Manila Jockey Club does not support CBCs contention but rather the Commissioners position. The Court ruled in
Manila Jockey Club that receipts not owned by the Manila Jockey Club but merely held by it in trust did not form
part of Manila Jockey Clubs gross receipts. Conversely, receipts owned by the Manila Jockey Club would form
part of its gross receipts.34
We reverse the ruling of the CA that subjecting the Final Withholding Tax (FWT) to the 5% of gross receipts tax
would result in double taxation. In CIR v. Solidbank Corporation,35 we ruled, thus:
We have repeatedly said that the two taxes, subject of this litigation, are different from each other. The basis of
their imposition may be the same, but their natures are different, thus leading us to a final point. Is there double
taxation?
The Court finds none.
Double taxation means taxing the same property twice when it should be taxed only once; that is, "xxx taxing the
same person twice by the same jurisdiction for the same thing." It is obnoxious when the taxpayer is taxed twice,
when it should be but once. Otherwise described as "direct duplicate taxation," the two taxes must be imposed on
the same subject matter, for the same purpose, by the same taxing authority, within the same jurisdiction, during the
same taxing period; and they must be of the same kind or character.
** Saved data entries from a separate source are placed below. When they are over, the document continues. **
//! Scan, history and today-summary endpoints

use std::sync::Arc;

use axum::extract::{Path, Query, State};
use axum::http::StatusCode;
use axum::response::IntoResponse;
use axum::{routing::get, routing::post, Json, Router};
use serde::Deserialize;
use wms_core::messages;

use crate::db::repos::ScanRow;
use crate::http::error::ApiError;
use crate::http::extractors::{CurrentUser, OptionalUser};
use crate::http::response::ApiResponse;
use crate::http::server::AppState;
use crate::services::scan::{HistoryEntry, HistoryFilter, ScanRequest, TodaySummary};
use crate::services::ScanService;

#[derive(Deserialize)]
pub struct UpdateNotesRequest {
    pub notes: Option<String>,
}

#[derive(Deserialize)]
pub struct TodaySummaryParams {
    pub job_id: Option<i64>,
    pub sub_job_id: Option<i64>,
    pub note_filter: Option<String>,
}

/// POST /api/scan
async fn scan(
    State(state): State<Arc<AppState>>,
    OptionalUser(user): OptionalUser,
    Json(req): Json<ScanRequest>,
) -> Result<impl IntoResponse, ApiError> {
    let outcome = ScanService::new(state.services()).process(&req, &user).await?;
    Ok((
        StatusCode::CREATED,
        ApiResponse::with_message(outcome.message.clone(), outcome),
    ))
}

/// GET /api/scan/{id}
async fn get_scan(
    State(state): State<Arc<AppState>>,
    OptionalUser(_): OptionalUser,
    Path(id): Path<i64>,
) -> Result<ApiResponse<ScanRow>, ApiError> {
    let row = ScanService::new(state.services()).get(id).await?;
    Ok(ApiResponse::ok(row))
}

/// PUT /api/scan/{id}
async fn update_notes(
    State(state): State<Arc<AppState>>,
    OptionalUser(user): OptionalUser,
    Path(id): Path<i64>,
    Json(req): Json<UpdateNotesRequest>,
) -> Result<ApiResponse<ScanRow>, ApiError> {
    let row = ScanService::new(state.services())
        .update_notes(id, req.notes.as_deref(), &user)
        .await?;
    Ok(ApiResponse::with_message(messages::UPDATE_OK, row))
}

/// DELETE /api/scan/{id}
async fn delete_scan(
    State(state): State<Arc<AppState>>,
    CurrentUser(user): CurrentUser,
    Path(id): Path<i64>,
) -> Result<ApiResponse<ScanRow>, ApiError> {
    let row = ScanService::new(state.services()).delete(id, &user).await?;
    Ok(ApiResponse::with_message(messages::DELETE_OK, row))
}

/// GET /api/history
async fn history(
    State(state): State<Arc<AppState>>,
    Query(filter): Query<HistoryFilter>,
) -> Result<ApiResponse<Vec<HistoryEntry>>, ApiError> {
    let rows = ScanService::new(state.services()).history(&filter).await?;
    Ok(ApiResponse::ok(rows))
}

/// GET /api/today_summary
async fn today_summary(
    State(state): State<Arc<AppState>>,
    Query(params): Query<TodaySummaryParams>,
) -> Result<ApiResponse<TodaySummary>, ApiError> {
    let job_id = params
        .job_id
        .ok_or_else(|| ApiError::bad_request(messages::NO_JOB_SELECTED))?;
    let summary = ScanService::new(state.services())
        .today_summary(job_id, params.sub_job_id, params.note_filter.as_deref())
        .await?;
    Ok(ApiResponse::ok(summary))
}

pub fn router() -> Router<Arc<AppState>> {
    Router::new()
        .route("/api/scan", post(scan))
        .route(
            "/api/scan/{id}",
            get(get_scan).put(update_notes).delete(delete_scan),
        )
        .route("/api/history", get(history))
        .route("/api/today_summary", get(today_summary))
}

#[cfg(test)]
mod tests {
    use crate::http::build_router;
    use crate::http::server::tests::{body_json, offline_state};
    use axum::body::Body;
    use axum::http::{Request, StatusCode};
    use tower::ServiceExt;
    use wms_core::{messages, WmsConfig};

    fn post_scan(body: &'static str) -> Request<Body> {
        Request::builder()
            .method("POST")
            .uri("/api/scan")
            .header("content-type", "application/json")
            .body(Body::from(body))
            .unwrap()
    }

    #[tokio::test]
    async fn blank_barcode_is_rejected_before_database() {
        let app = build_router(offline_state(WmsConfig::default()));
        let response = app
            .oneshot(post_scan(r#"{"barcode":"   ","job_id":1}"#))
            .await
            .unwrap();

        assert_eq!(response.status(), StatusCode::BAD_REQUEST);
        let body = body_json(response).await;
        assert_eq!(body["message"], messages::EMPTY_BARCODE);
    }

    #[tokio::test]
    async fn scan_without_job_is_rejected() {
        let app = build_router(offline_state(WmsConfig::default()));
        let response = app
            .oneshot(post_scan(r#"{"barcode":"BC001"}"#))
            .await
            .unwrap();

        assert_eq!(response.status(), StatusCode::BAD_REQUEST);
        let body = body_json(response).await;
        assert_eq!(body["message"], messages::NO_JOB_SELECTED);
    }

    #[tokio::test]
    async fn delete_requires_session() {
        let app = build_router(offline_state(WmsConfig::default()));
        let response = app
            .oneshot(
                Request::builder()
                    .method("DELETE")
                    .uri("/api/scan/5")
                    .body(Body::empty())
                    .unwrap(),
            )
            .await
            .unwrap();
        assert_eq!(response.status(), StatusCode::UNAUTHORIZED);
    }

    #[tokio::test]
    async fn history_rejects_bad_date() {
        let app = build_router(offline_state(WmsConfig::default()));
        let response = app
            .oneshot(
                Request::builder()
                    .uri("/api/history?date=15-03-2024")
                    .body(Body::empty())
                    .unwrap(),
            )
            .await
            .unwrap();
        assert_eq!(response.status(), StatusCode::BAD_REQUEST);
    }
}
First, the taxes herein are imposed on two different subject matters. The subject matter of the FWT is the
passive income generated in the form of interest on deposits and yield on deposit substitutes, while the
subject matter of the GRT is the privilege of engaging in the business of banking.
A tax based on receipts is a tax on business rather than on the property; hence, it is an excise rather than a
property tax. It is not an income tax, unlike the FWT. In fact, we have already held that one can be taxed for
engaging in business and further taxed differently for the income derived therefrom. Akin to our ruling in
Velilla v. Posadas, these two taxes are entirely distinct and are assessed under different provisions.
Second, although both taxes are national in scope because they are imposed by the same taxing authority
the national government under the Tax Code and operate within the same Philippine jurisdiction for the
CIR v. Bank of Commerce G.R. No. 149636 9 of 9
same purpose of raising revenues, the taxing periods they affect are different. The FWT is deducted and
withheld as soon as the income is earned, and is paid after every calendar quarter in which it is earned. On
the other hand, the GRT is neither deducted nor withheld, but is paid only after every taxable quarter in
which it is earned.
Third, these two taxes are of different kinds or characters. The FWT is an income tax subject to
withholding, while the GRT is a percentage tax not subject to withholding.
In short, there is no double taxation, because there is no taxing twice, by the same taxing authority, within the same
jurisdiction, for the same purpose, in different taxing periods, some of the property in the territory. Subjecting
interest income to a 20% FWT and including it in the computation of the 5% GRT is clearly not double taxation.
IN LIGHT OF THE FOREGOING, the petition is GRANTED. The decision of the Court of Appeals in CA-G.R.
SP No. 52706 and that of the Court of Tax Appeals in CTA Case No. 5415 are SET ASIDE and REVERSED. The
CTA is hereby ORDERED to DISMISS the petition of respondent Bank of Commerce. No costs.
SO ORDERED.
Austria-Martinez, (Acting Chairman), Tinga, and Chico-Nazario, JJ., concur.
Puno, (Chairman), on official leave.